NFL

The fantasy winners and losers (Jay Ajayi) of NFL trade deadline

Welcome to the trade deadline, NFL. In a league in which the calendar threshold for making deals rarely, if ever, is as exciting as its counterparts in baseball, basketball or hockey, the NFL stepped up its game this year.

Following the Jimmy Garoppolo-to-49ers deal reported Monday, and the Duane Brown-to-Seahawks swap that gets Russell Wilson some added protection, Tuesday we got a couple even more significant trades: Jay Ajayi to the Eagles and Kelvin Benjamin to the Bills.

The motivations of the teams involved and rating the returns of each side is not what the Madman is here to debate. Instead, we are just concerned with the fantasy impact. And for Ajayi owners, it couldn’t get worse, right? He was likely drafted in the second round of your league, yet ranks 30th among fantasy running backs in points-per-reception leagues. He has just two 100-yard games and with zero touchdowns.

The one thing he did get with the Dolphins was volume. As long as Miami didn’t fall way behind early (which it sometimes does), Ajayi was a cinch for around 25 carries. He won’t get that with the Eagles. LeGarrette Blount is not going to get phased out. In fact, GM Howie Roseman told Philadelphia reporters Tuesday that Blount “continues to be our starter.” And Wendell Smallwood is still going to get passing-down work.

The smells a little too Cincinnati for our taste – the Bengals have a three-headed committee with Joe Mixon, Giovani Bernard and Jeremy Hill. And we don’t even expect Ajayi to get a Mixon-type share of the workload.
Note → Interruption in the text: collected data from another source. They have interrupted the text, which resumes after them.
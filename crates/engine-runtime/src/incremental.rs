use crate::context::{TableClients, TablePlan};
use connectors::sql::client::{MssqlClient, Row};
use connectors::sql::error::DbError;
use connectors::sql::query;
use engine_core::error::{SyncError, db_disposition};
use engine_core::retry::{RetryError, RetryPolicy};
use model::projection::Projection;
use model::report::TableSyncResult;
use tokio_util::sync::CancellationToken;
use tracing::{debug, warn};

/// The default per-table path: page the source in a deterministic
/// order, stage each page next to the target and insert only the rows
/// whose key is absent. Never touches existing target rows, so reruns
/// are idempotent.
pub async fn run(
    clients: &mut TableClients,
    plan: &TablePlan,
    policy: &RetryPolicy,
    cancel: &CancellationToken,
    result: &mut TableSyncResult,
) -> Result<(), SyncError> {
    // Rows below the configured offset are intentionally not attempted.
    result.skipped = result.start_row_offset;
    if result.start_row_offset >= plan.source_count {
        return Ok(());
    }

    let key_columns = plan.projection.key_columns(plan.deep_compare);
    let sql = BatchSql {
        create: query::create_staging(&plan.table, &plan.projection),
        insert: query::insert_missing(
            &plan.table,
            &plan.projection,
            &key_columns,
            plan.deep_compare,
        ),
        identity_on: query::set_identity_insert(&plan.table, true),
        identity_off: query::set_identity_insert(&plan.table, false),
        identity: plan.identity_insert,
    };

    let mut offset = result.start_row_offset;
    while offset < plan.source_count {
        if cancel.is_cancelled() {
            return Err(SyncError::Cancelled);
        }

        let select = query::select_batch(
            &plan.table,
            &plan.projection,
            &plan.order_by,
            offset,
            plan.batch_size,
        );

        let stats = policy
            .run(
                clients,
                {
                    let select = select.clone();
                    let sql = sql.clone();
                    move |c| {
                        let select = select.clone();
                        let sql = sql.clone();
                        Box::pin(async move { run_batch(c, &select, &sql).await })
                    }
                },
                db_disposition,
            )
            .await
            .map_err(RetryError::into_inner)?;

        result.inserted += stats.inserted;
        result.skipped += stats.read.saturating_sub(stats.inserted);
        debug!(
            table = %plan.table,
            offset,
            read = stats.read,
            inserted = stats.inserted,
            "batch committed"
        );

        if stats.read == 0 {
            // The source shrank underneath the paging loop.
            break;
        }
        offset += plan.batch_size as u64;
    }

    Ok(())
}

/// ORDER BY columns for the paging loop, in source space. PK order when
/// requested and available, otherwise the first projection column.
pub fn order_columns(projection: &Projection, order_by_pk: bool) -> Vec<String> {
    if order_by_pk && !projection.pk_source.is_empty() {
        projection.pk_source.clone()
    } else {
        projection
            .entries
            .first()
            .map(|e| vec![e.source.clone()])
            .unwrap_or_default()
    }
}

#[derive(Clone)]
struct BatchSql {
    create: String,
    insert: String,
    identity_on: String,
    identity_off: String,
    identity: bool,
}

#[derive(Debug, Default, Clone, Copy)]
struct BatchStats {
    read: u64,
    inserted: u64,
}

/// One batch: read a page from the source, then stage and anti-join
/// insert inside a single target transaction.
async fn run_batch(
    clients: &mut TableClients,
    select: &str,
    sql: &BatchSql,
) -> Result<BatchStats, DbError> {
    let rows = clients.source.query(select).await?;
    let read = rows.len() as u64;
    if read == 0 {
        return Ok(BatchStats { read, inserted: 0 });
    }

    let mut tx = clients.target.begin().await?;
    match stage_and_insert(tx.client(), sql, rows).await {
        Ok(inserted) => {
            tx.commit().await?;
            Ok(BatchStats { read, inserted })
        }
        Err(err) => {
            if let Err(rollback_err) = tx.rollback().await {
                warn!("rollback after failed batch also failed: {rollback_err}");
            }
            Err(err)
        }
    }
}

async fn stage_and_insert(
    client: &mut MssqlClient,
    sql: &BatchSql,
    rows: Vec<Row>,
) -> Result<u64, DbError> {
    // A leftover staging table from an aborted attempt would make
    // SELECT INTO fail.
    client.exec(&query::drop_staging()).await?;
    client.exec(&sql.create).await?;
    client.bulk_load(query::STAGING_TABLE, rows).await?;

    if sql.identity {
        client.exec(&sql.identity_on).await?;
    }
    let insert_result = client.exec(&sql.insert).await;
    if sql.identity {
        // Always switch identity insert back off, even when the insert
        // failed; the setting is per session, not per transaction.
        if let Err(err) = client.exec(&sql.identity_off).await {
            warn!("failed to reset IDENTITY_INSERT: {err}");
        }
    }
    let inserted = insert_result?;

    client.exec(&query::drop_staging()).await?;
    Ok(inserted)
}

#[cfg(test)]
mod tests {
    use super::*;
    use model::projection::ProjectionEntry;

    fn projection() -> Projection {
        Projection {
            entries: vec![
                ProjectionEntry {
                    source: "Id".into(),
                    target: "Id".into(),
                },
                ProjectionEntry {
                    source: "Name".into(),
                    target: "Name".into(),
                },
            ],
            pk_source: vec!["Id".into()],
            pk_target: vec!["Id".into()],
        }
    }

    #[test]
    fn pk_order_is_used_when_requested() {
        let projection = projection();
        assert_eq!(order_columns(&projection, true), vec!["Id".to_string()]);
    }

    #[test]
    fn first_projection_column_is_the_fallback() {
        let mut projection = projection();
        assert_eq!(order_columns(&projection, false), vec!["Id".to_string()]);

        projection.pk_source.clear();
        projection.pk_target.clear();
        assert_eq!(order_columns(&projection, true), vec!["Id".to_string()]);
    }
}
If you have him, put him on the block. Spin it as Ajayi getting away from the terrible Dolphins and onto a good team that can block. Don’t mention the playing time conundrum.
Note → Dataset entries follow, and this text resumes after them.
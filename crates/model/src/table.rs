use serde::{Deserialize, Serialize};
use std::fmt;
use std::hash::{Hash, Hasher};

/// A schema-qualified table name. Comparison, hashing and map keys are
/// case-insensitive; the original casing is preserved for rendering.
#[derive(Debug, Clone, Serialize, Deserialize)]
pub struct QualifiedTable {
    pub schema: String,
    pub name: String,
}

impl QualifiedTable {
    pub const DEFAULT_SCHEMA: &'static str = "dbo";

    pub fn new(schema: impl Into<String>, name: impl Into<String>) -> Self {
        Self {
            schema: schema.into(),
            name: name.into(),
        }
    }

    /// Parses `schema.name` or a bare `name` (placed in the `dbo` schema).
    pub fn parse(token: &str) -> Self {
        match token.split_once('.') {
            Some((schema, name)) => Self::new(schema.trim(), name.trim()),
            None => Self::new(Self::DEFAULT_SCHEMA, token.trim()),
        }
    }

    /// Canonical lowercase `schema.name` key for maps and equality.
    pub fn key(&self) -> String {
        format!(
            "{}.{}",
            self.schema.to_lowercase(),
            self.name.to_lowercase()
        )
    }

    /// Bracket-quoted `[schema].[name]` for use in SQL text.
    pub fn bracketed(&self) -> String {
        format!("[{}].[{}]", quote_ident(&self.schema), quote_ident(&self.name))
    }
}

/// Escapes closing brackets so the identifier is safe inside `[...]`.
pub fn quote_ident(ident: &str) -> String {
    ident.replace(']', "]]")
}

impl fmt::Display for QualifiedTable {
    fn fmt(&self, f: &mut fmt::Formatter<'_>) -> fmt::Result {
        write!(f, "{}.{}", self.schema, self.name)
    }
}

impl PartialEq for QualifiedTable {
    fn eq(&self, other: &Self) -> bool {
        self.schema.eq_ignore_ascii_case(&other.schema)
            && self.name.eq_ignore_ascii_case(&other.name)
    }
}

impl Eq for QualifiedTable {}

impl Hash for QualifiedTable {
    fn hash<H: Hasher>(&self, state: &mut H) {
        self.key().hash(state);
    }
}

#[cfg(test)]
mod tests {
    use super::*;
    use std::collections::HashSet;

    #[test]
    fn parse_qualified_and_bare_names() {
        let qualified = QualifiedTable::parse("sales.Orders");
        assert_eq!(qualified.schema, "sales");
        assert_eq!(qualified.name, "Orders");

        let bare = QualifiedTable::parse("Users");
        assert_eq!(bare.schema, "dbo");
        assert_eq!(bare.name, "Users");
    }

    #[test]
    fn equality_is_case_insensitive() {
        let a = QualifiedTable::new("dbo", "Users");
        let b = QualifiedTable::new("DBO", "users");
        assert_eq!(a, b);

        let mut set = HashSet::new();
        set.insert(a);
        assert!(set.contains(&b));
    }

    #[test]
    fn renders_bracketed_sql_form() {
        let table = QualifiedTable::new("dbo", "Or]ders");
        assert_eq!(table.bracketed(), "[dbo].[Or]]ders]");
    }
}
use model::report::{RunResult, TableStatus};
use std::path::Path;

/// Per-table console summary printed after a run.
pub fn print_summary(result: &RunResult, result_path: &Path) {
    println!();
    println!(
        "{:<40} {:<10} {:>12} {:>12} {:>10}",
        "Table", "Status", "Inserted", "Skipped", "Seconds"
    );
    println!("{}", "-".repeat(90));

    let mut completed = 0usize;
    let mut failed = 0usize;
    let mut skipped = 0usize;
    for table in &result.tables {
        match table.status {
            TableStatus::Completed => completed += 1,
            TableStatus::Failed => failed += 1,
            TableStatus::Skipped => skipped += 1,
            _ => {}
        }

        println!(
            "{:<40} {:<10} {:>12} {:>12} {:>10.2}",
            table.table_name,
            format!("{:?}", table.status),
            table.inserted,
            table.skipped,
            table.duration_seconds
        );
        if let Some(message) = &table.error_message {
            println!("    {message}");
        }
    }

    println!("{}", "-".repeat(90));
    println!(
        "{} completed, {} failed, {} skipped ({} tables total)",
        completed,
        failed,
        skipped,
        result.tables.len()
    );
    for warning in &result.warnings {
        println!("warning: {warning}");
    }
    println!("Run result: {}", result_path.display());
}
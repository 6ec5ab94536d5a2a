use futures::future::BoxFuture;
use std::time::Duration;
use tokio::time::sleep;
use tracing::warn;

/// Indicates whether an error should be retried or treated as fatal.
#[derive(Debug, Clone, Copy, PartialEq, Eq)]
pub enum RetryDisposition {
    Retry,
    Stop,
}

/// Result of running an operation under the retry policy.
#[derive(Debug)]
pub enum RetryError<E> {
    /// The error was considered fatal and should bubble up immediately.
    Fatal(E),
    /// The error was retryable, but the configured attempts were exhausted.
    AttemptsExceeded(E),
}

impl<E> RetryError<E> {
    pub fn into_inner(self) -> E {
        match self {
            RetryError::Fatal(e) | RetryError::AttemptsExceeded(e) => e,
        }
    }
}

#[derive(Debug, Clone)]
pub struct RetryPolicy {
    pub max_attempts: usize,
    pub base_delay: Duration,
    pub max_delay: Duration,
}

impl Default for RetryPolicy {
    fn default() -> Self {
        Self::for_database()
    }
}

impl RetryPolicy {
    pub fn new(max_attempts: usize, base_delay: Duration, max_delay: Duration) -> Self {
        Self {
            max_attempts: max_attempts.max(1),
            base_delay,
            max_delay: if max_delay.is_zero() {
                base_delay
            } else {
                max_delay
            },
        }
    }

    /// Preset for SQL Server calls: one attempt plus three retries at
    /// 2, 4 and 8 seconds.
    pub fn for_database() -> Self {
        Self {
            max_attempts: 4,
            base_delay: Duration::from_secs(2),
            max_delay: Duration::from_secs(8),
        }
    }

    /// Executes the operation against `ctx`, retrying errors the
    /// classifier marks as transient until the attempt budget runs
    /// out. The operation borrows `ctx` afresh on every attempt, which
    /// lets callers hold their database connections in it.
    pub async fn run<Ctx, F, T, E, Classifier>(
        &self,
        ctx: &mut Ctx,
        mut op: F,
        classify: Classifier,
    ) -> Result<T, RetryError<E>>
    where
        F: for<'a> FnMut(&'a mut Ctx) -> BoxFuture<'a, Result<T, E>>,
        E: std::fmt::Display,
        Classifier: Fn(&E) -> RetryDisposition,
    {
        let mut attempt = 0;

        loop {
            match op(ctx).await {
                Ok(result) => return Ok(result),
                Err(err) => match classify(&err) {
                    RetryDisposition::Stop => return Err(RetryError::Fatal(err)),
                    RetryDisposition::Retry => {
                        if attempt + 1 >= self.max_attempts {
                            return Err(RetryError::AttemptsExceeded(err));
                        }

                        let delay = self.backoff_delay(attempt);
                        warn!(
                            attempt = attempt + 1,
                            delay_ms = delay.as_millis() as u64,
                            "transient database error, retrying: {err}"
                        );
                        sleep(delay).await;
                        attempt += 1;
                    }
                },
            }
        }
    }

    pub fn backoff_delay(&self, attempt: usize) -> Duration {
        if self.base_delay.is_zero() {
            return Duration::from_millis(0);
        }

        let factor = 1u128 << attempt.min(6);
        let base_ms = self.base_delay.as_millis();
        let delay_ms = base_ms.saturating_mul(factor);
        let capped = delay_ms.min(self.max_delay.as_millis());
        Duration::from_millis(capped as u64)
    }
}

#[cfg(test)]
mod tests {
    use super::*;

    #[derive(Debug, Clone)]
    struct TestError(&'static str);

    impl std::fmt::Display for TestError {
        fn fmt(&self, f: &mut std::fmt::Formatter<'_>) -> std::fmt::Result {
            write!(f, "{}", self.0)
        }
    }

    fn classify(err: &TestError) -> RetryDisposition {
        match err.0 {
            "transient" => RetryDisposition::Retry,
            _ => RetryDisposition::Stop,
        }
    }

    #[tokio::test]
    async fn retries_transient_failure_and_succeeds() {
        let policy = RetryPolicy::new(4, Duration::from_millis(0), Duration::from_millis(0));
        let mut attempts = 0usize;

        let result = policy
            .run(
                &mut attempts,
                |count| {
                    Box::pin(async move {
                        *count += 1;
                        if *count < 3 {
                            Err(TestError("transient"))
                        } else {
                            Ok::<&'static str, TestError>("done")
                        }
                    })
                },
                classify,
            )
            .await;

        assert!(result.is_ok());
        assert_eq!(attempts, 3);
    }

    #[tokio::test]
    async fn transient_errors_surface_after_four_attempts() {
        let policy = RetryPolicy::new(4, Duration::from_millis(0), Duration::from_millis(0));
        let mut attempts = 0usize;

        let result = policy
            .run(
                &mut attempts,
                |count| {
                    Box::pin(async move {
                        *count += 1;
                        Err::<(), TestError>(TestError("transient"))
                    })
                },
                classify,
            )
            .await;

        match result {
            Err(RetryError::AttemptsExceeded(TestError(msg))) => assert_eq!(msg, "transient"),
            other => panic!("unexpected result: {other:?}"),
        }
        assert_eq!(attempts, 4);
    }

    #[tokio::test]
    async fn fatal_errors_are_seen_exactly_once() {
        let policy = RetryPolicy::for_database();
        let mut attempts = 0usize;

        let result = policy
            .run(
                &mut attempts,
                |count| {
                    Box::pin(async move {
                        *count += 1;
                        Err::<(), TestError>(TestError("schema"))
                    })
                },
                classify,
            )
            .await;

        assert!(matches!(result, Err(RetryError::Fatal(_))));
        assert_eq!(attempts, 1);
    }

    #[test]
    fn backoff_doubles_and_caps() {
        let policy = RetryPolicy::for_database();
        assert_eq!(policy.backoff_delay(0), Duration::from_secs(2));
        assert_eq!(policy.backoff_delay(1), Duration::from_secs(4));
        assert_eq!(policy.backoff_delay(2), Duration::from_secs(8));
        assert_eq!(policy.backoff_delay(3), Duration::from_secs(8));
    }
}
And if you’re looking for a replacement or are now curious about the Dolphins’ backfield situation, steer clear. Damien Williams and Kenyan Drake are not quality running backs, and they play in a terrible offense, and they likely will split duties. Think: the 2016 Jaguars backfield. The best choice between Chris Ivory and T.J. Yeldon was neither. Same here.
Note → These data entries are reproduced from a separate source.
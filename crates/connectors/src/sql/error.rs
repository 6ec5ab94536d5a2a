use thiserror::Error;

/// All errors coming from the database/query layer.
#[derive(Debug, Error)]
pub enum DbError {
    /// Any SQL Server driver error.
    #[error("SQL Server error: {0}")]
    Tds(#[from] tiberius::error::Error),

    /// Writing rows to the database failed at the application level.
    #[error("Write error: {0}")]
    Write(String),

    /// A result set did not have the expected shape.
    #[error("Unexpected result shape: {0}")]
    UnexpectedResult(String),
}

/// Errors happening during connection setup.
#[derive(Debug, Error)]
pub enum ConnectorError {
    /// An invalid connection string was provided.
    #[error("Invalid connection string: {0}")]
    InvalidConnectionString(String),

    /// TCP-level connection failure.
    #[error("I/O error: {0}")]
    Io(#[from] std::io::Error),

    /// The TDS handshake or login failed.
    #[error("SQL Server connection failed: {0}")]
    Tds(#[from] tiberius::error::Error),
}

/// Driver codes SQL Server raises for throttling, failover and brief
/// network interruptions.
pub const TRANSIENT_CODES: [u32; 7] = [40613, 40197, 40501, 10928, 10929, 233, 64];

/// Driver codes for column/object mismatches, NULL violations and FK
/// conflicts.
pub const SCHEMA_CODES: [u32; 5] = [207, 208, 213, 515, 547];

/// Message fragments that identify schema trouble when no code matches.
pub const SCHEMA_MESSAGE_FRAGMENTS: [&str; 6] = [
    "invalid column",
    "invalid object name",
    "column",
    "does not exist",
    "identity_insert",
    "generated always",
];

/// Cannot delete rows from a temporal history table.
pub const TEMPORAL_HISTORY_CODE: u32 = 4712;
/// Foreign-key conflict that survives constraint disable.
pub const FK_CONFLICT_CODE: u32 = 547;
/// Schema changed underneath a bulk copy.
pub const SCHEMA_CHANGE_CODES: [u32; 2] = [213, 4891];

/// How an error should be handled by the retry and reporting layers.
#[derive(Debug, Clone, Copy, PartialEq, Eq)]
pub enum ErrorClass {
    /// Retry in place with backoff.
    Transient,
    /// Never retried; stamps the schema-drift record.
    Schema,
    /// Everything else; fails the table after surfacing once.
    Fatal,
}

impl DbError {
    /// Server error number, when the driver surfaced one.
    pub fn server_code(&self) -> Option<u32> {
        match self {
            DbError::Tds(tiberius::error::Error::Server(token)) => Some(token.code()),
            _ => None,
        }
    }

    pub fn is_timeout(&self) -> bool {
        match self {
            DbError::Tds(tiberius::error::Error::Io { kind, .. }) => {
                *kind == std::io::ErrorKind::TimedOut
            }
            other => other.to_string().to_lowercase().contains("timeout"),
        }
    }

    pub fn classify(&self) -> ErrorClass {
        if let Some(code) = self.server_code() {
            if TRANSIENT_CODES.contains(&code) {
                return ErrorClass::Transient;
            }
            if SCHEMA_CODES.contains(&code) {
                return ErrorClass::Schema;
            }
        }

        if self.is_timeout() {
            return ErrorClass::Transient;
        }

        let message = self.to_string().to_lowercase();
        if SCHEMA_MESSAGE_FRAGMENTS
            .iter()
            .any(|fragment| message.contains(fragment))
        {
            return ErrorClass::Schema;
        }

        ErrorClass::Fatal
    }

    /// Structural failures under bulk refresh: temporal history writes
    /// and FK conflicts that survive constraint disable. Only the
    /// bulk-refresh path consults this; on other paths these codes keep
    /// their ordinary classification.
    pub fn is_structural(&self) -> bool {
        matches!(
            self.server_code(),
            Some(TEMPORAL_HISTORY_CODE) | Some(FK_CONFLICT_CODE)
        )
    }

    /// Schema-change detection during a bulk copy.
    pub fn is_schema_change(&self) -> bool {
        if let Some(code) = self.server_code() {
            if SCHEMA_CHANGE_CODES.contains(&code) {
                return true;
            }
        }
        self.to_string().to_lowercase().contains("schema change")
    }
}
The Benjamin deal is as interesting as it was surprising. First, it probably won’t do much to Benjamin’s value. He goes from one not-incredibly-accurate QB to another. He still will be the top option, still by default more than talent. It does likely crush any hopes for a second-half Jordan Matthews surge. It will help Tyrod Taylor.

It also will help Devin Funchess, who becomes the Panthers top WR. Executing the deal likely shows the team is gaining confidence in rookie Curtis Samuel. So in deep leagues, he isn’t a bad speculative add. It won’t help Cam Newton, but at this point you likely weren’t using him anyway.

With the Ezekiel Elliott suspension news, six teams on byes, and now a flurry of trades that add or subtract value from a collection of players, this is not the week to sleepwalk through the waiver-claim period. So pay attention, get a dialogue started with league-mates to fix any newfound roster problems. Just because the NFL’s trade deadline has past doesn’t mean your fantasy league’s has.